Start of DATA LISTING

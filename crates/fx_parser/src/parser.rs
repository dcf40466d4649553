use fx_ast::{BinOp, Binding, Expr, UnaryFn};
use nom::{
    branch::alt,
    bytes::complete::{tag, take_while},
    character::complete::multispace0,
    combinator::{map, opt},
    multi::{fold_many0, separated_list1},
    sequence::{delimited, pair, preceded},
    IResult,
};

use crate::error::ParseError;

// Parser for numeric literals (integers and decimals).
// Supports: 123, 8.2, .5, 8.
fn parse_number(input: &str) -> IResult<&str, Expr> {
    fn is_digit(c: char) -> bool {
        c.is_ascii_digit()
    }

    let (remaining, (int_part, maybe_frac)) = pair(
        take_while(is_digit),
        opt(pair(tag("."), take_while(is_digit))),
    )(input)?;

    let (int_str, frac_str) = match maybe_frac {
        Some((_, frac)) => (int_part, frac),
        None => (int_part, ""),
    };

    // Must have digits somewhere; a lone "." is not a number.
    if int_str.is_empty() && frac_str.is_empty() {
        return Err(nom::Err::Error(nom::error::Error::new(
            input,
            nom::error::ErrorKind::Digit,
        )));
    }

    let literal = format!("{}.{}", int_str, frac_str);
    let value: f64 = literal.parse().map_err(|_| {
        nom::Err::Error(nom::error::Error::new(input, nom::error::ErrorKind::Float))
    })?;

    Ok((remaining, Expr::num(value)))
}

// Identifiers start with a letter or underscore, then letters, digits,
// underscores.
fn parse_identifier(input: &str) -> IResult<&str, &str> {
    let mut chars = input.chars();
    let first = chars.next();
    if !matches!(first, Some(c) if c.is_ascii_alphabetic() || c == '_') {
        return Err(nom::Err::Error(nom::error::Error::new(
            input,
            nom::error::ErrorKind::Alpha,
        )));
    }

    let mut len = first.unwrap().len_utf8();
    for c in chars {
        if c.is_ascii_alphanumeric() || c == '_' {
            len += c.len_utf8();
        } else {
            break;
        }
    }

    Ok((&input[len..], &input[..len]))
}

fn parse_parens(input: &str) -> IResult<&str, Expr> {
    map(
        delimited(
            preceded(multispace0, tag("(")),
            parse_expr,
            preceded(multispace0, tag(")")),
        ),
        Expr::paren,
    )(input)
}

// sqrt(x): a Root node with no index.
fn parse_sqrt(input: &str) -> IResult<&str, Expr> {
    let (input, _) = tag("sqrt")(input)?;
    let (input, radicand) = delimited(
        preceded(multispace0, tag("(")),
        parse_expr,
        preceded(multispace0, tag(")")),
    )(input)?;
    Ok((input, Expr::sqrt(radicand)))
}

// root[n](x)
fn parse_root(input: &str) -> IResult<&str, Expr> {
    let (input, _) = tag("root")(input)?;
    let (input, index) = delimited(
        preceded(multispace0, tag("[")),
        parse_expr,
        preceded(multispace0, tag("]")),
    )(input)?;
    let (input, radicand) = delimited(
        preceded(multispace0, tag("(")),
        parse_expr,
        preceded(multispace0, tag(")")),
    )(input)?;
    Ok((input, Expr::root(radicand, index)))
}

// frac(x)(y)
fn parse_frac(input: &str) -> IResult<&str, Expr> {
    let (input, _) = tag("frac")(input)?;
    let (input, num) = delimited(
        preceded(multispace0, tag("(")),
        parse_expr,
        preceded(multispace0, tag(")")),
    )(input)?;
    let (input, den) = delimited(
        preceded(multispace0, tag("(")),
        parse_expr,
        preceded(multispace0, tag(")")),
    )(input)?;
    Ok((input, Expr::frac(num, den)))
}

// A named unary function: sin(x), acos(x), ...
fn parse_unary_fn(input: &str) -> IResult<&str, Expr> {
    let (rest, name) = parse_identifier(input)?;
    let Some(func) = UnaryFn::from_name(name) else {
        return Err(nom::Err::Error(nom::error::Error::new(
            input,
            nom::error::ErrorKind::Tag,
        )));
    };
    let (rest, arg) = delimited(
        preceded(multispace0, tag("(")),
        parse_expr,
        preceded(multispace0, tag(")")),
    )(rest)?;
    Ok((rest, Expr::unary(func, arg)))
}

// One name=expr binding inside a call's brace list.
fn parse_binding(input: &str) -> IResult<&str, Binding> {
    let (input, name) = preceded(multispace0, parse_identifier)(input)?;
    let (input, _) = preceded(multispace0, tag("="))(input)?;
    let (input, expr) = parse_expr(input)?;
    Ok((input, Binding::new(name, expr)))
}

// $name or $name{a=1; b=x+1}
fn parse_call(input: &str) -> IResult<&str, Expr> {
    let (input, _) = tag("$")(input)?;
    let (input, name) = parse_identifier(input)?;
    let (input, bindings) = opt(delimited(
        preceded(multispace0, tag("{")),
        separated_list1(preceded(multispace0, tag(";")), parse_binding),
        preceded(multispace0, tag("}")),
    ))(input)?;
    Ok((input, Expr::call(name, bindings.unwrap_or_default())))
}

fn parse_variable(input: &str) -> IResult<&str, Expr> {
    map(parse_identifier, Expr::var)(input)
}

fn parse_atom(input: &str) -> IResult<&str, Expr> {
    preceded(
        multispace0,
        alt((
            parse_call,
            parse_number,
            parse_root,
            parse_sqrt,
            parse_frac,
            parse_unary_fn,
            parse_variable,
            parse_parens,
        )),
    )(input)
}

// Postfix factorial binds tightest: x^y! is x^(y!).
fn parse_factorial(input: &str) -> IResult<&str, Expr> {
    let (input, atom) = parse_atom(input)?;
    fold_many0(
        preceded(multispace0, tag("!")),
        move || atom.clone(),
        |acc, _| Expr::factorial(acc),
    )(input)
}

// Power is right associative: 2^3^4 = 2^(3^4).
fn parse_power(input: &str) -> IResult<&str, Expr> {
    let (input, base) = parse_factorial(input)?;

    let caret = preceded(multispace0, tag::<_, _, nom::error::Error<&str>>("^"))(input);
    if let Ok((input, _)) = caret {
        let (input, exp) = parse_power_exponent(input)?;
        Ok((input, Expr::pow(base, exp)))
    } else {
        Ok((input, base))
    }
}

// Exponents allow a sign prefix (x^-2) and recurse for chained powers.
fn parse_power_exponent(input: &str) -> IResult<&str, Expr> {
    preceded(
        multispace0,
        alt((
            map(pair(tag("-"), parse_power_exponent), |(_, expr)| {
                negate(expr)
            }),
            map(pair(tag("+"), parse_power_exponent), |(_, expr)| expr),
            parse_power,
        )),
    )(input)
}

fn negate(expr: Expr) -> Expr {
    match expr {
        Expr::Number(n) => Expr::num(-n),
        other => Expr::sub(Expr::num(0.0), other),
    }
}

fn parse_unary(input: &str) -> IResult<&str, Expr> {
    alt((
        map(
            pair(preceded(multispace0, tag("-")), parse_unary),
            |(_, expr)| negate(expr),
        ),
        parse_power,
    ))(input)
}

// Term tier: * / % mod, left associative.
fn parse_term(input: &str) -> IResult<&str, Expr> {
    let (input, init) = parse_unary(input)?;
    fold_many0(
        pair(
            preceded(
                multispace0,
                alt((tag("*"), tag("/"), tag("%"), tag("mod"))),
            ),
            parse_unary,
        ),
        move || init.clone(),
        |acc, (op, val)| match op {
            "*" => Expr::mul(acc, val),
            "/" => Expr::div(acc, val),
            "%" | "mod" => Expr::binary(BinOp::Mod, acc, val),
            _ => unreachable!(),
        },
    )(input)
}

fn parse_expr(input: &str) -> IResult<&str, Expr> {
    let (input, init) = parse_term(input)?;
    fold_many0(
        pair(preceded(multispace0, alt((tag("+"), tag("-")))), parse_term),
        move || init.clone(),
        |acc, (op, val)| match op {
            "+" => Expr::add(acc, val),
            "-" => Expr::sub(acc, val),
            _ => unreachable!(),
        },
    )(input)
}

/// Parse a complete expression; the whole input must be consumed.
pub fn parse(input: &str) -> Result<Expr, ParseError> {
    let (remaining, expr) =
        parse_expr(input).map_err(|e| ParseError::Syntax(e.to_string()))?;

    let remaining = remaining.trim();
    if !remaining.is_empty() {
        return Err(ParseError::UnconsumedInput(remaining.to_string()));
    }

    Ok(expr)
}

#[cfg(test)]
mod tests {
    use super::*;

    #[test]
    fn numbers() {
        assert_eq!(parse("123").unwrap(), Expr::num(123.0));
        assert_eq!(parse("8.25").unwrap(), Expr::num(8.25));
        assert_eq!(parse(".5").unwrap(), Expr::num(0.5));
        assert_eq!(parse("8.").unwrap(), Expr::num(8.0));
        assert_eq!(parse("-3").unwrap(), Expr::num(-3.0));
        assert!(parse(".").is_err());
    }

    #[test]
    fn precedence() {
        assert_eq!(
            parse("1+2*3").unwrap(),
            Expr::add(Expr::num(1.0), Expr::mul(Expr::num(2.0), Expr::num(3.0)))
        );
        assert_eq!(
            parse("1+2^2").unwrap(),
            Expr::add(Expr::num(1.0), Expr::pow(Expr::num(2.0), Expr::num(2.0)))
        );
    }

    #[test]
    fn power_is_right_associative() {
        assert_eq!(
            parse("2^3^4").unwrap(),
            Expr::pow(Expr::num(2.0), Expr::pow(Expr::num(3.0), Expr::num(4.0)))
        );
    }

    #[test]
    fn negative_exponent() {
        assert_eq!(
            parse("x^-2").unwrap(),
            Expr::pow(Expr::var("x"), Expr::num(-2.0))
        );
    }

    #[test]
    fn parens_are_explicit_nodes() {
        assert_eq!(
            parse("(x^3)/5").unwrap(),
            Expr::div(
                Expr::paren(Expr::pow(Expr::var("x"), Expr::num(3.0))),
                Expr::num(5.0)
            )
        );
    }

    #[test]
    fn roots_and_fractions() {
        assert_eq!(
            parse("sqrt(a^2+b^2)").unwrap(),
            Expr::sqrt(Expr::add(
                Expr::pow(Expr::var("a"), Expr::num(2.0)),
                Expr::pow(Expr::var("b"), Expr::num(2.0))
            ))
        );
        assert_eq!(
            parse("root[3](y)").unwrap(),
            Expr::root(Expr::var("y"), Expr::num(3.0))
        );
        assert_eq!(
            parse("frac(XL)(2*pi*f)").unwrap(),
            Expr::frac(
                Expr::var("XL"),
                Expr::mul(Expr::mul(Expr::num(2.0), Expr::var("pi")), Expr::var("f"))
            )
        );
    }

    #[test]
    fn unary_functions_both_spellings() {
        assert_eq!(
            parse("acos(P/S)").unwrap(),
            Expr::unary(UnaryFn::Acos, Expr::div(Expr::var("P"), Expr::var("S")))
        );
        assert_eq!(parse("arccos(x)").unwrap(), parse("acos(x)").unwrap());
        assert_eq!(
            parse("ln(x)").unwrap(),
            Expr::unary(UnaryFn::Log, Expr::var("x"))
        );
    }

    #[test]
    fn factorial_postfix() {
        assert_eq!(parse("5!").unwrap(), Expr::factorial(Expr::num(5.0)));
        assert_eq!(
            parse("n!!").unwrap(),
            Expr::factorial(Expr::factorial(Expr::var("n")))
        );
        // Factorial binds tighter than power.
        assert_eq!(
            parse("x^y!").unwrap(),
            Expr::pow(Expr::var("x"), Expr::factorial(Expr::var("y")))
        );
    }

    #[test]
    fn modulus_spellings() {
        let expected = Expr::binary(BinOp::Mod, Expr::num(7.0), Expr::num(2.0));
        assert_eq!(parse("7%2").unwrap(), expected);
        assert_eq!(parse("7 mod 2").unwrap(), expected);
    }

    #[test]
    fn calls() {
        assert_eq!(parse("$area").unwrap(), Expr::call("area", vec![]));
        assert_eq!(
            parse("$area{w=3; h=a+1}").unwrap(),
            Expr::call(
                "area",
                vec![
                    Binding::new("w", Expr::num(3.0)),
                    Binding::new("h", Expr::add(Expr::var("a"), Expr::num(1.0))),
                ]
            )
        );
    }

    #[test]
    fn whitespace_is_insignificant() {
        assert_eq!(parse(" 1 + 2 * x ").unwrap(), parse("1+2*x").unwrap());
    }

    #[test]
    fn trailing_garbage_is_rejected() {
        assert_eq!(
            parse("1+2 oops()").unwrap_err(),
            ParseError::UnconsumedInput("oops()".to_string())
        );
    }

    #[test]
    fn render_parse_round_trip() {
        for src in [
            "1+2*3",
            "x^2",
            "(x^3)/5",
            "sqrt(a^2+b^2)",
            "root[3](y)",
            "frac(XL)(2*pi*f)",
            "acos(P/S)",
            "5!",
            "7%2",
            "$area{w=3; h=a+1}",
        ] {
            let tree = parse(src).unwrap();
            let rendered = tree.to_string();
            assert_eq!(parse(&rendered).unwrap(), tree, "round trip of {}", src);
        }
    }
}
mod completer;
mod config;
mod repl;
mod store;

use std::collections::HashSet;
use std::io::{BufRead, Write};

use anyhow::{bail, Context};
use clap::Parser;
use fx_engine::{evaluate, free_variables, AngleMode, Constants, Environment, EvalContext};

use crate::config::FxConfig;
use crate::repl::Repl;
use crate::store::FunctionStore;

/// Command-line formula calculator: evaluate expressions, bind variables
/// lazily, and rearrange equations to isolate a variable.
#[derive(Parser)]
#[command(name = "fx", version)]
struct Cli {
    /// Expression to evaluate; the interactive shell starts when omitted.
    expression: Vec<String>,

    /// Override the configured angle mode (deg, rad, grad) for this run.
    #[arg(long)]
    mode: Option<AngleMode>,
}

fn main() -> anyhow::Result<()> {
    let cli = Cli::parse();

    let mut config = FxConfig::load();
    if let Some(mode) = cli.mode {
        config.mode = mode;
    }
    let store = FunctionStore::open().context("opening function store")?;

    if cli.expression.is_empty() {
        Repl::new(config, store).run()?;
        return Ok(());
    }

    eval_once(&cli.expression.join(" "), &config, &store)
}

/// One-shot evaluation: prompt for every unbound variable on stdin, print
/// the result, exit.
fn eval_once(input: &str, config: &FxConfig, store: &FunctionStore) -> anyhow::Result<()> {
    let expr = fx_parser::parse(input)?;
    let constants = Constants::new();

    let mut seen = HashSet::new();
    let vars: Vec<String> = free_variables(&expr, store)
        .into_iter()
        .filter(|name| !constants.contains(name) && seen.insert(name.clone()))
        .collect();

    let stdin = std::io::stdin();
    let mut env = Environment::new();
    for name in &vars {
        print!("input {}> ", name);
        std::io::stdout().flush()?;
        let mut line = String::new();
        if stdin.lock().read_line(&mut line)? == 0 {
            bail!("no value supplied for '{}'", name);
        }
        env.set(name.clone(), fx_parser::parse(line.trim())?);
    }

    let ctx = EvalContext {
        constants: &constants,
        mode: config.mode,
        functions: store,
    };
    let value = evaluate(&expr, &env, &ctx)?;

    if vars.is_empty() {
        println!("\t{} = {}", expr, value);
    } else {
        println!("\t{}", expr);
        println!("where");
        for (name, bound) in env.list() {
            println!("\t{} = {}", name, bound);
        }
        println!(" = {}", value);
    }
    Ok(())
}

End of DATA LISTING

> _GOAL OF THE EXERCISE_:
Check each line of the data above for the string "FunctionStore", then report how many lines have it, with no other words.

> _ANSWER SPACE_:
3